Last night my family and I watched a PBS documentary called The Boys of Baraka, which follows some boys from Baltimore's inner city to a school in Kenya for one year. The program is designed to prepare 20 middle schoolers to apply for and get into better public high schools and help them escape the cycles of poverty and crime that are rampant in their neighborhoods.
For Diane, it was the perfect movie, combining her life in Glenwood and her African roots, and there was so much familiar to her about both settings. It was amazing how similar the things that the boys said and how they responded to life were to what I hear from kids in Glenwood. Of course our neighborhood is nowhere near those parts of Baltimore in terms of violence and poverty, but the influences of hopelessness, seeing only a small portion of the world, lack of educational opportunities, and absentee parents (fathers and mothers in jail, out of the picture) are eerily familiar.
It's only 84 minutes long and they leave you wanting more of the story. While seeing the situations (and final destinations) of some of these boys is hard to watch, there are also moments of hope and lots of laughter watching these boys finally get to truly be kids as they play in their African home.

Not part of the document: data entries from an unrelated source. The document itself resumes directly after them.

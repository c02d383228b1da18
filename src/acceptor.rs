//! Acceptor: one bounded wait over every listening socket of several endpoints
//!
//! Each call builds a fresh wait set, so the acceptor keeps no state between
//! calls. Rotating the endpoint order between calls (round robin) is the
//! caller's job.

use std::fmt;
use std::io;
use std::net::{SocketAddr, TcpStream};
use std::os::fd::AsRawFd;
use std::time::Duration;

use mio::Interest;

use crate::endpoint::Endpoint;
use crate::mux::Multiplexer;

// ============================================================================
// Types
// ============================================================================

/// A raw, unauthenticated inbound connection
#[derive(Debug)]
pub struct PendingConnection {
    pub stream: TcpStream,
    pub peer_addr: SocketAddr,
    /// Local address of the socket the connection arrived on
    pub local_addr: SocketAddr,
    /// Index of the endpoint, within the slice passed to [`accept`]
    pub endpoint: usize,
}

/// Outcome of one accept call
#[derive(Debug)]
pub enum AcceptOutcome {
    Accepted(PendingConnection),
    /// Nothing arrived within the timeout; not an error
    Timeout,
}

/// Per-call accept failure
#[derive(Debug)]
pub enum AcceptError {
    /// None of the endpoints has a listening socket
    NoListeners,
    /// Building or waiting on the wait set failed
    Wait(io::Error),
    /// `accept` failed on the ready socket
    Accept {
        endpoint: usize,
        local_addr: SocketAddr,
        source: io::Error,
    },
}

impl fmt::Display for AcceptError {
    fn fmt(&self, f: &mut fmt::Formatter<'_>) -> fmt::Result {
        match self {
            AcceptError::NoListeners => write!(f, "no listening sockets to accept on"),
            AcceptError::Wait(e) => write!(f, "readiness wait failed: {}", e),
            AcceptError::Accept { local_addr, source, .. } => {
                write!(f, "unable to accept on {}: {}", local_addr, source)
            }
        }
    }
}

impl std::error::Error for AcceptError {
    fn source(&self) -> Option<&(dyn std::error::Error + 'static)> {
        match self {
            AcceptError::NoListeners => None,
            AcceptError::Wait(e) => Some(e),
            AcceptError::Accept { source, .. } => Some(source),
        }
    }
}

// ============================================================================
// Accept
// ============================================================================

/// Wait up to `timeout` for an inbound connection on any listening socket of
/// `endpoints` and accept it.
///
/// Ready sockets are scanned in registration order (endpoint order, then
/// socket order) and the first one that yields a connection wins. A socket
/// that turns out to have nothing pending is skipped. Hard accept failures
/// are returned, never retried.
pub fn accept(endpoints: &[&Endpoint], timeout: Option<Duration>) -> Result<AcceptOutcome, AcceptError> {
    let mut mux = Multiplexer::new().map_err(AcceptError::Wait)?;
    let mut slots = Vec::new();
    for (index, endpoint) in endpoints.iter().enumerate() {
        for bound in endpoint.listening_sockets() {
            mux.add(bound.as_raw_fd(), Interest::READABLE)
                .map_err(AcceptError::Wait)?;
            slots.push((index, bound));
        }
    }
    if slots.is_empty() {
        return Err(AcceptError::NoListeners);
    }

    let ready = mux.wait(timeout).map_err(AcceptError::Wait)?;
    for r in ready.iter().filter(|r| r.readable && !r.is_wake()) {
        let Some(&(index, bound)) = slots.get(r.token.0) else {
            continue;
        };
        match bound.socket().accept() {
            Ok((socket, peer)) => {
                let peer_addr = match peer.as_socket() {
                    Some(addr) => addr,
                    None => {
                        log::debug!("Dropping connection with non-IP peer on {}", bound.local_addr());
                        continue;
                    }
                };
                log::debug!("Accepted {} on {}", peer_addr, bound.local_addr());
                return Ok(AcceptOutcome::Accepted(PendingConnection {
                    stream: TcpStream::from(socket),
                    peer_addr,
                    local_addr: bound.local_addr(),
                    endpoint: index,
                }));
            }
            Err(e) if matches!(e.kind(), io::ErrorKind::WouldBlock | io::ErrorKind::Interrupted) => continue,
            Err(source) => {
                return Err(AcceptError::Accept {
                    endpoint: index,
                    local_addr: bound.local_addr(),
                    source,
                })
            }
        }
    }

    Ok(AcceptOutcome::Timeout)
}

Not sure if you can just roll up to Blockbuster and rent this, but it available on Netflix and Blockbuster Online. (Side note: If you are not a member of either, I would suggest the Blockbuster $9.99 a month plan - movies are still mailed to you, and you get the option of taking them back and exchanging them for another movie in the store while you wait for your next mailer, and the movies get to you just as quickly as Netflix. To me it's a no-brainer about choosing Blockbuster over Netflix. We can get 8 movies a months for $10, and could get even more than that if we had time to watch them. OK, commercial over.)